Infinite Voyage, Emerson String Quartet with Barbara Hannigan soprano (Alpha Classics)
In 1976, four pals studying at Juilliard got together and formed a group. The Emerson String Quartet finally disbanded in October 2023, but before they went, they left this wee treasure, made with frequent collaborator Barbara Hannigan. It’s all wonderfully played, with the group favouring a Romantic view of the Berg and Schoenberg. The highlights, though, are the lesser-known pieces: Hindemith’s Melancholie and Chausson’s brief, beautiful Chanson Perpétuelle.What a way to go out.
Various Composers:
Idylle, Lea Desandre soprano, Thomas Dunford lute (Erato classics)

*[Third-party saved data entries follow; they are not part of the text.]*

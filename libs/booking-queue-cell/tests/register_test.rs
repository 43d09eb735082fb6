use std::sync::Arc;

use assert_matches::assert_matches;
use chrono::{Duration, Local, NaiveDate, Utc};
use uuid::Uuid;

use booking_queue_cell::{EnqueueRequest, QueueError, QueueNotifier, QueueRegister};
use schedule_cell::{CreateScheduleRequest, ScheduleError, ScheduleLedger};
use shared_database::Database;
use shared_models::directory::{Clinic, Doctor, Patient};
use shared_models::queue::QueueStatus;
use shared_models::schedule::{Schedule, ScheduleStatus};

struct Fixture {
    database: Database,
    ledger: Arc<ScheduleLedger>,
    register: Arc<QueueRegister>,
    notifier: QueueNotifier,
    doctor_id: Uuid,
    clinic_id: Uuid,
}

impl Fixture {
    async fn new() -> Self {
        let database = Database::in_memory();
        let doctor = Doctor {
            id: Uuid::new_v4(),
            first_name: "John".to_string(),
            last_name: "Snow".to_string(),
            specialty: "Epidemiology".to_string(),
            email: None,
            is_available: true,
            created_at: Utc::now(),
        };
        let clinic = Clinic {
            id: Uuid::new_v4(),
            name: "General Medicine".to_string(),
            department: None,
            floor: Some("1".to_string()),
            created_at: Utc::now(),
        };
        database.directory.insert_doctor(doctor.clone()).await.unwrap();
        database.directory.insert_clinic(clinic.clone()).await.unwrap();

        let notifier = QueueNotifier::new(16);
        let ledger = Arc::new(ScheduleLedger::new(&database));
        let register = Arc::new(QueueRegister::new(&database, ledger.clone(), notifier.clone()));

        Self {
            database,
            ledger,
            register,
            notifier,
            doctor_id: doctor.id,
            clinic_id: clinic.id,
        }
    }

    async fn schedule_on(&self, date: NaiveDate, start: &str, end: &str, total_slots: u32) -> Schedule {
        self.ledger
            .create_schedule(CreateScheduleRequest {
                doctor_id: self.doctor_id,
                clinic_id: self.clinic_id,
                date,
                start_time: start.to_string(),
                end_time: end.to_string(),
                total_slots,
            })
            .await
            .unwrap()
    }

    async fn today_schedule(&self, total_slots: u32) -> Schedule {
        self.schedule_on(Local::now().date_naive(), "00:00", "23:59", total_slots).await
    }

    async fn patient(&self, first_name: &str) -> Patient {
        let patient = Patient {
            id: Uuid::new_v4(),
            first_name: first_name.to_string(),
            last_name: "Doe".to_string(),
            email: format!("{}.{}@example.com", first_name.to_lowercase(), Uuid::new_v4()),
            phone: None,
            date_of_birth: None,
            created_at: Utc::now(),
        };
        self.database.directory.insert_patient(patient).await.unwrap()
    }
}

fn request(patient_id: Uuid, schedule_id: Uuid) -> EnqueueRequest {
    EnqueueRequest {
        patient_id,
        schedule_id,
        notes: None,
        priority: None,
    }
}

#[tokio::test]
async fn test_sequential_enqueues_get_one_then_two() {
    let f = Fixture::new().await;
    let schedule = f.today_schedule(5).await;
    let alice = f.patient("Alice").await;
    let bob = f.patient("Bob").await;

    let first = f.register.enqueue(request(alice.id, schedule.id)).await.unwrap();
    let second = f.register.enqueue(request(bob.id, schedule.id)).await.unwrap();

    assert_eq!(first.queue_number, 1);
    assert_eq!(second.queue_number, 2);
    assert_eq!(first.status, QueueStatus::Waiting);
    assert_eq!(first.doctor_id, f.doctor_id);

    let schedule = f.ledger.get_schedule(schedule.id).await.unwrap();
    assert_eq!((schedule.booked_slots, schedule.available_slots), (2, 3));
}

#[tokio::test]
async fn test_concurrent_enqueues_number_without_gaps() {
    let f = Fixture::new().await;
    let schedule = f.today_schedule(20).await;

    let mut handles = Vec::new();
    for i in 0..20 {
        let patient = f.patient(&format!("P{}", i)).await;
        let register = f.register.clone();
        let schedule_id = schedule.id;
        handles.push(tokio::spawn(async move {
            register.enqueue(request(patient.id, schedule_id)).await
        }));
    }

    let mut numbers = Vec::new();
    for handle in handles {
        numbers.push(handle.await.unwrap().unwrap().queue_number);
    }
    numbers.sort_unstable();
    assert_eq!(numbers, (1..=20).collect::<Vec<u32>>());

    let schedule = f.ledger.get_schedule(schedule.id).await.unwrap();
    assert_eq!(schedule.available_slots, 0);
    assert_eq!(schedule.status, ScheduleStatus::Full);
}

#[tokio::test]
async fn test_single_slot_second_concurrent_enqueue_fails() {
    let f = Fixture::new().await;
    let schedule = f.today_schedule(1).await;
    let alice = f.patient("Alice").await;
    let bob = f.patient("Bob").await;

    let (a, b) = tokio::join!(
        f.register.enqueue(request(alice.id, schedule.id)),
        f.register.enqueue(request(bob.id, schedule.id)),
    );

    let results = [a, b];
    assert_eq!(results.iter().filter(|r| r.is_ok()).count(), 1);
    assert!(results
        .iter()
        .any(|r| matches!(r, Err(QueueError::SlotUnavailable(_)))));

    let schedule = f.ledger.get_schedule(schedule.id).await.unwrap();
    assert_eq!(schedule.available_slots, 0);
}

#[tokio::test]
async fn test_enqueue_unknown_references() {
    let f = Fixture::new().await;
    let schedule = f.today_schedule(2).await;
    let alice = f.patient("Alice").await;

    assert_matches!(
        f.register.enqueue(request(alice.id, Uuid::new_v4())).await,
        Err(QueueError::NotFound(_))
    );
    assert_matches!(
        f.register.enqueue(request(Uuid::new_v4(), schedule.id)).await,
        Err(QueueError::NotFound(_))
    );

    let schedule = f.ledger.get_schedule(schedule.id).await.unwrap();
    assert_eq!(schedule.booked_slots, 0);
}

#[tokio::test(flavor = "multi_thread", worker_threads = 4)]
async fn test_cancel_schedule_racing_enqueue_never_both_succeed() {
    for _ in 0..25 {
        let f = Fixture::new().await;
        let schedule_id = f.today_schedule(3).await.id;
        let patient_id = f.patient("Alice").await.id;

        let enqueueing = tokio::spawn({
            let register = f.register.clone();
            async move { register.enqueue(request(patient_id, schedule_id)).await }
        });
        let cancelling = tokio::spawn({
            let ledger = f.ledger.clone();
            async move { ledger.cancel_schedule(schedule_id).await }
        });

        let enqueued = enqueueing.await.unwrap();
        let cancelled = cancelling.await.unwrap();

        match (&enqueued, &cancelled) {
            (Ok(_), Err(ScheduleError::SchedulesInUse { active_entries: 1 })) => {}
            (Err(QueueError::SlotUnavailable(_)), Ok(_)) => {}
            other => panic!("enqueue and cancel must exclude each other, got {:?}", other),
        }

        let after = f.ledger.get_schedule(schedule_id).await.unwrap();
        let holding = f
            .register
            .list_for_schedule(schedule_id)
            .await
            .unwrap()
            .into_iter()
            .filter(|entry| entry.status.holds_slot())
            .count();
        assert_eq!(after.booked_slots as usize, holding);
        if after.status == ScheduleStatus::Cancelled {
            assert_eq!(holding, 0);
        }
    }
}

#[tokio::test]
async fn test_cancel_schedule_refused_after_enqueue() {
    let f = Fixture::new().await;
    let schedule = f.today_schedule(2).await;
    let alice = f.patient("Alice").await;
    let entry = f.register.enqueue(request(alice.id, schedule.id)).await.unwrap();

    assert_matches!(
        f.ledger.cancel_schedule(schedule.id).await,
        Err(ScheduleError::SchedulesInUse { active_entries: 1 })
    );

    f.register.cancel(entry.id).await.unwrap();
    let cancelled = f.ledger.cancel_schedule(schedule.id).await.unwrap();
    assert_eq!(cancelled.status, ScheduleStatus::Cancelled);
}

#[tokio::test]
async fn test_enqueue_on_cancelled_schedule_is_unavailable() {
    let f = Fixture::new().await;
    let schedule = f.today_schedule(2).await;
    let alice = f.patient("Alice").await;
    f.ledger.cancel_schedule(schedule.id).await.unwrap();

    assert_matches!(
        f.register.enqueue(request(alice.id, schedule.id)).await,
        Err(QueueError::SlotUnavailable(_))
    );
}

#[tokio::test]
async fn test_cancel_restores_available_slot() {
    let f = Fixture::new().await;
    let schedule = f.today_schedule(3).await;
    let alice = f.patient("Alice").await;

    let entry = f.register.enqueue(request(alice.id, schedule.id)).await.unwrap();
    let cancelled = f.register.cancel(entry.id).await.unwrap();
    assert_eq!(cancelled.status, QueueStatus::Cancelled);

    let after = f.ledger.get_schedule(schedule.id).await.unwrap();
    assert_eq!(after.available_slots, schedule.available_slots);
    assert_eq!(after.booked_slots, 0);

    // Second cancel changes nothing.
    f.register.cancel(entry.id).await.unwrap();
    let again = f.ledger.get_schedule(schedule.id).await.unwrap();
    assert_eq!(again.available_slots, 3);
}

#[tokio::test]
async fn test_status_changes_follow_cancelled_boundary() {
    let f = Fixture::new().await;
    let schedule = f.today_schedule(1).await;
    let alice = f.patient("Alice").await;
    let bob = f.patient("Bob").await;

    let entry = f.register.enqueue(request(alice.id, schedule.id)).await.unwrap();

    let in_progress = f.register.update_status(entry.id, QueueStatus::InProgress).await.unwrap();
    assert_eq!(in_progress.status, QueueStatus::InProgress);
    assert_eq!(f.ledger.get_schedule(schedule.id).await.unwrap().booked_slots, 1);

    f.register.update_status(entry.id, QueueStatus::Cancelled).await.unwrap();
    assert_eq!(f.ledger.get_schedule(schedule.id).await.unwrap().booked_slots, 0);

    // Bob takes the freed slot, so Alice cannot come back.
    f.register.enqueue(request(bob.id, schedule.id)).await.unwrap();
    assert_matches!(
        f.register.update_status(entry.id, QueueStatus::Waiting).await,
        Err(QueueError::SlotUnavailable(_))
    );
    assert_eq!(
        f.register.get_entry(entry.id).await.unwrap().status,
        QueueStatus::Cancelled
    );
}

#[tokio::test]
async fn test_failed_release_restores_previous_status() {
    let f = Fixture::new().await;
    let schedule = f.today_schedule(2).await;
    let alice = f.patient("Alice").await;

    let entry = f.register.enqueue(request(alice.id, schedule.id)).await.unwrap();
    f.register.update_status(entry.id, QueueStatus::InProgress).await.unwrap();

    // Drain the ledger behind the register's back so the release has nothing to free.
    f.ledger.release_slot(schedule.id).await.unwrap();

    assert_matches!(
        f.register.update_status(entry.id, QueueStatus::Cancelled).await,
        Err(QueueError::Invariant(_))
    );
    assert_eq!(
        f.register.get_entry(entry.id).await.unwrap().status,
        QueueStatus::InProgress
    );
    assert_eq!(f.ledger.get_schedule(schedule.id).await.unwrap().booked_slots, 0);
}

#[tokio::test]
async fn test_update_status_unknown_entry() {
    let f = Fixture::new().await;
    assert_matches!(
        f.register.update_status(Uuid::new_v4(), QueueStatus::Completed).await,
        Err(QueueError::NotFound(_))
    );
}

#[tokio::test]
async fn test_list_today_excludes_other_days() {
    let f = Fixture::new().await;
    let today = f.today_schedule(5).await;
    let tomorrow_date = Local::now().date_naive() + Duration::days(1);
    let tomorrow = f.schedule_on(tomorrow_date, "09:00", "10:00", 5).await;
    let alice = f.patient("Alice").await;
    let bob = f.patient("Bob").await;

    f.register.enqueue(request(alice.id, today.id)).await.unwrap();
    f.register.enqueue(request(bob.id, tomorrow.id)).await.unwrap();

    let views = f.register.list_today(100).await.unwrap();
    assert_eq!(views.len(), 1);
    assert_eq!(views[0].patient_name, "Alice Doe");
    assert_eq!(views[0].doctor_name, "Dr. John Snow");
    assert_eq!(views[0].clinic_name, "General Medicine");
    assert_eq!(views[0].status, "waiting");
}

#[tokio::test]
async fn test_list_today_orders_and_limits() {
    let f = Fixture::new().await;
    let schedule = f.today_schedule(5).await;

    for name in ["Alice", "Bob", "Carol"] {
        let patient = f.patient(name).await;
        f.register.enqueue(request(patient.id, schedule.id)).await.unwrap();
    }

    let views = f.register.list_today(100).await.unwrap();
    let numbers: Vec<u32> = views.iter().map(|v| v.queue_number).collect();
    assert_eq!(numbers, vec![1, 2, 3]);

    let limited = f.register.list_today(2).await.unwrap();
    assert_eq!(limited.len(), 2);
}

#[tokio::test]
async fn test_today_stats() {
    let f = Fixture::new().await;
    let schedule = f.today_schedule(5).await;
    let alice = f.patient("Alice").await;
    let bob = f.patient("Bob").await;
    let carol = f.patient("Carol").await;

    let a = f.register.enqueue(request(alice.id, schedule.id)).await.unwrap();
    let b = f.register.enqueue(request(bob.id, schedule.id)).await.unwrap();
    f.register.enqueue(request(carol.id, schedule.id)).await.unwrap();

    f.register.update_status(a.id, QueueStatus::InProgress).await.unwrap();
    f.register.cancel(b.id).await.unwrap();

    let stats = f.register.today_stats().await.unwrap();
    assert_eq!(stats.total, 3);
    assert_eq!(stats.waiting, 1);
    assert_eq!(stats.in_progress, 1);
    assert_eq!(stats.cancelled, 1);
    assert!(stats.average_wait_minutes >= 0.0);
}

#[tokio::test]
async fn test_mutations_push_snapshot_to_viewers() {
    let f = Fixture::new().await;
    let schedule = f.today_schedule(5).await;
    let alice = f.patient("Alice").await;
    let mut viewer = f.notifier.subscribe();

    let entry = f.register.enqueue(request(alice.id, schedule.id)).await.unwrap();
    let frame: serde_json::Value = serde_json::from_str(&viewer.recv().await.unwrap()).unwrap();
    assert_eq!(frame["type"], "queue_update");
    assert_eq!(frame["data"][0]["queueNumber"], 1);
    assert_eq!(frame["data"][0]["status"], "waiting");

    f.register.update_status(entry.id, QueueStatus::InProgress).await.unwrap();
    let frame: serde_json::Value = serde_json::from_str(&viewer.recv().await.unwrap()).unwrap();
    assert_eq!(frame["data"][0]["status"], "in-progress");
}

#[tokio::test]
async fn test_list_for_patient_and_schedule() {
    let f = Fixture::new().await;
    let schedule = f.today_schedule(5).await;
    let alice = f.patient("Alice").await;
    let bob = f.patient("Bob").await;

    f.register.enqueue(request(alice.id, schedule.id)).await.unwrap();
    f.register.enqueue(request(bob.id, schedule.id)).await.unwrap();

    let mine = f.register.list_for_patient(alice.id).await.unwrap();
    assert_eq!(mine.len(), 1);
    assert_eq!(mine[0].patient_id, alice.id);

    let all = f.register.list_for_schedule(schedule.id).await.unwrap();
    assert_eq!(all.iter().map(|e| e.queue_number).collect::<Vec<_>>(), vec![1, 2]);
}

It was a toss-up between this and Karim Sulayman and Sean Shibe’s conceptually similar Broken Branches, but Idylle pips it for the range of expression, control, and purity of soprano Desandre’s singing, which she uses on these French love songs spanning several centuries. It’s not every day you hear Satie played on the lute, either.
Stravinsky, Violin Concerto & chamber works: Isabelle Faust violin, with Les Siècles, François-Xavier Roth conductor (Harmonia Mundi)
Writing about Stravinsky’s Violin Concerto earlier this year, I suggested the opening chord was simultaneously the sound of joy and an unholy racket. Faust emphasises the joy.
The Earth Child, Natasha Te Rupe Wilson soprano, Somi Kim piano (Atoll Records)
Several albums vied this year for the title of best local release, but this selection of songs – recorded to mark 100 years since Katherine Mansfield’s death – tops the lot. Hamiltonian Janet Jennings is a fine writer for voices, and her setting of five Mansfield poems gets its world premiere here, accompanied by the same composer’s previously recorded Sit Down With Me Awhile and Fauré's La chanson d’Ève. Natasha Te Rupe Wilson makes sensitive work of all three, and her performances suggest that while we have many fine singers, she may be the one who has taken the biggest artistic step up in recent years. Wilson’s association with NZTrio pianist Somi Kim goes back to high school days, and you can hear that connection in tracks like Jennings’ The Opal Dream Cave.
Castelnuovo-Tedesco, Greeting Cards:
Andrea de Vitis, guitar (Naxos)
He wrote concertos for Jascha Heifetz and Gregor Piatigorsky, and taught composition to Andre Previn, Nelson Riddle, Henry Mancini and John Williams, but Mario Castelnuovo-Tedesco is largely a musical footnote in other people’s stories. Except in the classical guitar world. He composed something like 100 works for the instrument, mostly beautiful miniatures that sound easy but are fiendishly difficult to play. Here, Italian guitarist Andrea de Vitis posts 21 of the composer’s Greeting Cards – musical portraits of friends, colleagues, admired artists– into one superbly performed album.